Action item:
Below are the records; collect from them each line containing the string "contains".
*** Opening of Raw data ***
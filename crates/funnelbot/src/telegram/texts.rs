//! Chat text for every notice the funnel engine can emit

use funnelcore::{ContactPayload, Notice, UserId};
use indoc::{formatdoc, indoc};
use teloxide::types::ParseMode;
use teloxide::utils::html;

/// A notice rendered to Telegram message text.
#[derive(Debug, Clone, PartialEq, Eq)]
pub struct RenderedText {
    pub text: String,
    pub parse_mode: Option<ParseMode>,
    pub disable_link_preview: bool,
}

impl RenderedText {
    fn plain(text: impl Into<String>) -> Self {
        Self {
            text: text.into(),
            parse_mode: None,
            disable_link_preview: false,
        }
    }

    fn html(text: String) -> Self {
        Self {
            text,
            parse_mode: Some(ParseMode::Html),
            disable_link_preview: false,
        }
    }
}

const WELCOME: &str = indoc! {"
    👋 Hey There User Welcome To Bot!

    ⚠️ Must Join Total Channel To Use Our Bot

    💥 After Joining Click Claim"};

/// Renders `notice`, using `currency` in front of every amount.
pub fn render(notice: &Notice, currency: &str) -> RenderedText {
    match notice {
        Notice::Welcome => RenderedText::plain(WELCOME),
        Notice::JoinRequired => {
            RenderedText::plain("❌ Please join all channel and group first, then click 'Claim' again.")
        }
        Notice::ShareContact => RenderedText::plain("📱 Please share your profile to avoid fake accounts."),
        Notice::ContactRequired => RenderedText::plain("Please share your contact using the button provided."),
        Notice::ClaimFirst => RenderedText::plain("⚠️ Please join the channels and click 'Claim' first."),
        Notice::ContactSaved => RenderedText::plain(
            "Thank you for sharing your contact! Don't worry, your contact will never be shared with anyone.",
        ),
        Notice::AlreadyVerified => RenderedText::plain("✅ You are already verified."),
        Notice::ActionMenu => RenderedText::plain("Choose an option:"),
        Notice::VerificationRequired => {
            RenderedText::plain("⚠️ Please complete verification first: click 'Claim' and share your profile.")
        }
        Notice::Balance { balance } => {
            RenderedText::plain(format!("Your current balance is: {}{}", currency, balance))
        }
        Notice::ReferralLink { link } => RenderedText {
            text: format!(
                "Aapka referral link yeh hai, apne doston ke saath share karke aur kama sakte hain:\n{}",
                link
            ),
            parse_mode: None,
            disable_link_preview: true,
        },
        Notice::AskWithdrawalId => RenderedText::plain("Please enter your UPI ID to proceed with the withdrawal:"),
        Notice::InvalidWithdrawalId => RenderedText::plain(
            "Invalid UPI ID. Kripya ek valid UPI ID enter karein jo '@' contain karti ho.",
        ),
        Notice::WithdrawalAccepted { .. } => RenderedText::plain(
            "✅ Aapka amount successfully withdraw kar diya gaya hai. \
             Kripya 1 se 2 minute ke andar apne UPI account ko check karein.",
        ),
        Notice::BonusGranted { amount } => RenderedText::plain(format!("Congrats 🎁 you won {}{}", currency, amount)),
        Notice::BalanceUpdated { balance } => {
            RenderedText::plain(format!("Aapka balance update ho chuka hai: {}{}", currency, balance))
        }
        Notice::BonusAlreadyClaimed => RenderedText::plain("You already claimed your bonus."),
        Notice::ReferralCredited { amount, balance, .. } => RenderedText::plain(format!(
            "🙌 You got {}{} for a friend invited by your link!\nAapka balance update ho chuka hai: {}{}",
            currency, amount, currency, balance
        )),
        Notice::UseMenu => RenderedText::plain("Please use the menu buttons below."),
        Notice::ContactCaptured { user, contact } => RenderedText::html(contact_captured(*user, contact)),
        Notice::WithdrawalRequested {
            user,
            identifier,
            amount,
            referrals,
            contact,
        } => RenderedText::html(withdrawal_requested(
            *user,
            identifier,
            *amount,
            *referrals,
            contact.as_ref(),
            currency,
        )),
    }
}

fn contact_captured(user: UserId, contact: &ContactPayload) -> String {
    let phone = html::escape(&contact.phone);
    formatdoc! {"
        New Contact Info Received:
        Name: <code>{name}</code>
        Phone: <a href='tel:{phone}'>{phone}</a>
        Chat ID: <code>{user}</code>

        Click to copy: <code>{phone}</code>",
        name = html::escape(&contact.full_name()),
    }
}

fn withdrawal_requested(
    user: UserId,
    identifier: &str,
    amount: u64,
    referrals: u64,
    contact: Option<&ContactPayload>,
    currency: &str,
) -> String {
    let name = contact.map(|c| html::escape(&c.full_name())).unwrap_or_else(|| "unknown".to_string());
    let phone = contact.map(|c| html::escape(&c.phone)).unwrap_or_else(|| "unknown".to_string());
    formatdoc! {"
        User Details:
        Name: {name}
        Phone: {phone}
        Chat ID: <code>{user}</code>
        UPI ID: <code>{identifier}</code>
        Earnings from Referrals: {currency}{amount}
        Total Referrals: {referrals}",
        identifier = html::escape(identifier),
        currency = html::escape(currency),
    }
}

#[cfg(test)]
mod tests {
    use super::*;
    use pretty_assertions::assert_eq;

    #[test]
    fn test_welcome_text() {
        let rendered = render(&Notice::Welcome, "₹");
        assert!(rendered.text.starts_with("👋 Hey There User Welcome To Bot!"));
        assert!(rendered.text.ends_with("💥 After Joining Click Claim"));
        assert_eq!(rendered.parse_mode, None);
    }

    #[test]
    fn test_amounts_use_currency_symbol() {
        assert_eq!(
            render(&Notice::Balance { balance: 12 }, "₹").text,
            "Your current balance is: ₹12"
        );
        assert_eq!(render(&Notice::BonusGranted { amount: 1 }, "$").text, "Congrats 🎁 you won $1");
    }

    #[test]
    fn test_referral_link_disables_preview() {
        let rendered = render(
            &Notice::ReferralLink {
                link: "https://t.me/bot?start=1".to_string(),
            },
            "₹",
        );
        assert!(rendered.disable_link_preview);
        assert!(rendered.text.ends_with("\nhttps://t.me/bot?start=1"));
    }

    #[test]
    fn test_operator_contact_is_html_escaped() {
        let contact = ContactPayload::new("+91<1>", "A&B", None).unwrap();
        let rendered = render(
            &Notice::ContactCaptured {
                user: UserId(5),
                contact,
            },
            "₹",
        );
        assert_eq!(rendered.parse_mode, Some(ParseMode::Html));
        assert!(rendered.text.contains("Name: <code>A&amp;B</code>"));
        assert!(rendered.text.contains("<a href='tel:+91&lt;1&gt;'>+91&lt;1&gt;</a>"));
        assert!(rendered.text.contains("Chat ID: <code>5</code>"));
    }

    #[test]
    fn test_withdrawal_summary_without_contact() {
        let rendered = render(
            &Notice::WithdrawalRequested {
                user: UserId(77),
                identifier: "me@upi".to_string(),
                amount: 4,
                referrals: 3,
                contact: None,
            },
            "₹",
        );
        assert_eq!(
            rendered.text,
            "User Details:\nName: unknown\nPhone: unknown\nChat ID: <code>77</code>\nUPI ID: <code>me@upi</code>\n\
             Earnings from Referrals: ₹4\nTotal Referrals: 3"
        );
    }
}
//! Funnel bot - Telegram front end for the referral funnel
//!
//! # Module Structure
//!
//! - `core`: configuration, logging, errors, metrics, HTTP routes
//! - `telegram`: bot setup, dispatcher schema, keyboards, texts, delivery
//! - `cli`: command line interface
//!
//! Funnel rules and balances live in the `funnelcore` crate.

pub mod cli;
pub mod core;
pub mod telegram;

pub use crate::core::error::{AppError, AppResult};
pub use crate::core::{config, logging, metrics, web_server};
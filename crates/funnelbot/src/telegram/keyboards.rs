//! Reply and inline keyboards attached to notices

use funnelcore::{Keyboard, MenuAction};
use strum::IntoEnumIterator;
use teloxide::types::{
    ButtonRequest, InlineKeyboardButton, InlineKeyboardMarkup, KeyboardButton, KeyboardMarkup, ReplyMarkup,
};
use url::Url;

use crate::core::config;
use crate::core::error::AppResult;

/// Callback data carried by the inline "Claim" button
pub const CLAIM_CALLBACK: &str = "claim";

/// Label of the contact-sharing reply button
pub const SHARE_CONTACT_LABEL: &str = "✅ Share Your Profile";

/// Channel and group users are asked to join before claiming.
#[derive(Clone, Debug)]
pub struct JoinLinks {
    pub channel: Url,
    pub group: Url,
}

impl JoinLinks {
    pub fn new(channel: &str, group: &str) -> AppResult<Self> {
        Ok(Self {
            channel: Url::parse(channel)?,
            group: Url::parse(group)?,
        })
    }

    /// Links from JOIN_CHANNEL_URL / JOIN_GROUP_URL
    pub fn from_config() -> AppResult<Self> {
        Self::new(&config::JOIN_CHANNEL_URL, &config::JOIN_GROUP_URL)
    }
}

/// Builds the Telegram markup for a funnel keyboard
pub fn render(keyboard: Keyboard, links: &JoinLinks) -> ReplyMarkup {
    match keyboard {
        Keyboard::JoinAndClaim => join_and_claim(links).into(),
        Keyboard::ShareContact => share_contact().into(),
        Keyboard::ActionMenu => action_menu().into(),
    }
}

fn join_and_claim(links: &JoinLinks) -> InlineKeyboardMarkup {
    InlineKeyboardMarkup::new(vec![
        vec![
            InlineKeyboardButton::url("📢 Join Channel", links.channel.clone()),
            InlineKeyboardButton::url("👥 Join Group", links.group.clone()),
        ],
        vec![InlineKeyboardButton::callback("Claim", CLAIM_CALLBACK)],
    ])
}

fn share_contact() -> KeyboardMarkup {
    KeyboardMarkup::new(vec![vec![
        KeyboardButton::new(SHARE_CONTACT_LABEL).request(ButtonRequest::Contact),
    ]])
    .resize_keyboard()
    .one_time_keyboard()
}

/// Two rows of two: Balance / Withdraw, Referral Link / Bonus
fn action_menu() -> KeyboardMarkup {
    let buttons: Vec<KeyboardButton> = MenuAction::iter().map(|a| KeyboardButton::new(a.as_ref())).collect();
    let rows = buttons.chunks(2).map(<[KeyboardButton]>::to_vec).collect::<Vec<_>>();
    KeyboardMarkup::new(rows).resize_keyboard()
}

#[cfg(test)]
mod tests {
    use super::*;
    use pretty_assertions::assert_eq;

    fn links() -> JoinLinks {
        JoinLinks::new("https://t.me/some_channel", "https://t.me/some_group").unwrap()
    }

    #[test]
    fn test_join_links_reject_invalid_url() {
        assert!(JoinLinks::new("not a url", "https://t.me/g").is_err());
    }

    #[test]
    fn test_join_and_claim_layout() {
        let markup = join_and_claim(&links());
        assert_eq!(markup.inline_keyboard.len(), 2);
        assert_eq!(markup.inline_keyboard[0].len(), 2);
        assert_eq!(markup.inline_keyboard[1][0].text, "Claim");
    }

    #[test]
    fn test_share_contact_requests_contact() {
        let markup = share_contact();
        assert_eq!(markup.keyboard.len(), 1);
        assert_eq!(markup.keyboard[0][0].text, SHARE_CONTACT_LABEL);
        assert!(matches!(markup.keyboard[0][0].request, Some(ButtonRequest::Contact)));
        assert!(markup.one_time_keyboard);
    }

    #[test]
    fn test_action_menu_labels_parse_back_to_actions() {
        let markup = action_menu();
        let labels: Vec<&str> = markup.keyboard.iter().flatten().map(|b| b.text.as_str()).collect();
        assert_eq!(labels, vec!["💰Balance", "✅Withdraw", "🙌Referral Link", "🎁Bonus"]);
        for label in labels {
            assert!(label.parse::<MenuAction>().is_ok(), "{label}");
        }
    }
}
*** Close of Raw data ***
Expected output:
        assert!(rendered.text.contains("Name: <code>A&amp;B</code>"));
        assert!(rendered.text.contains("<a href='tel:+91&lt;1&gt;'>+91&lt;1&gt;</a>"));
        assert!(rendered.text.contains("Chat ID: <code>5</code>"));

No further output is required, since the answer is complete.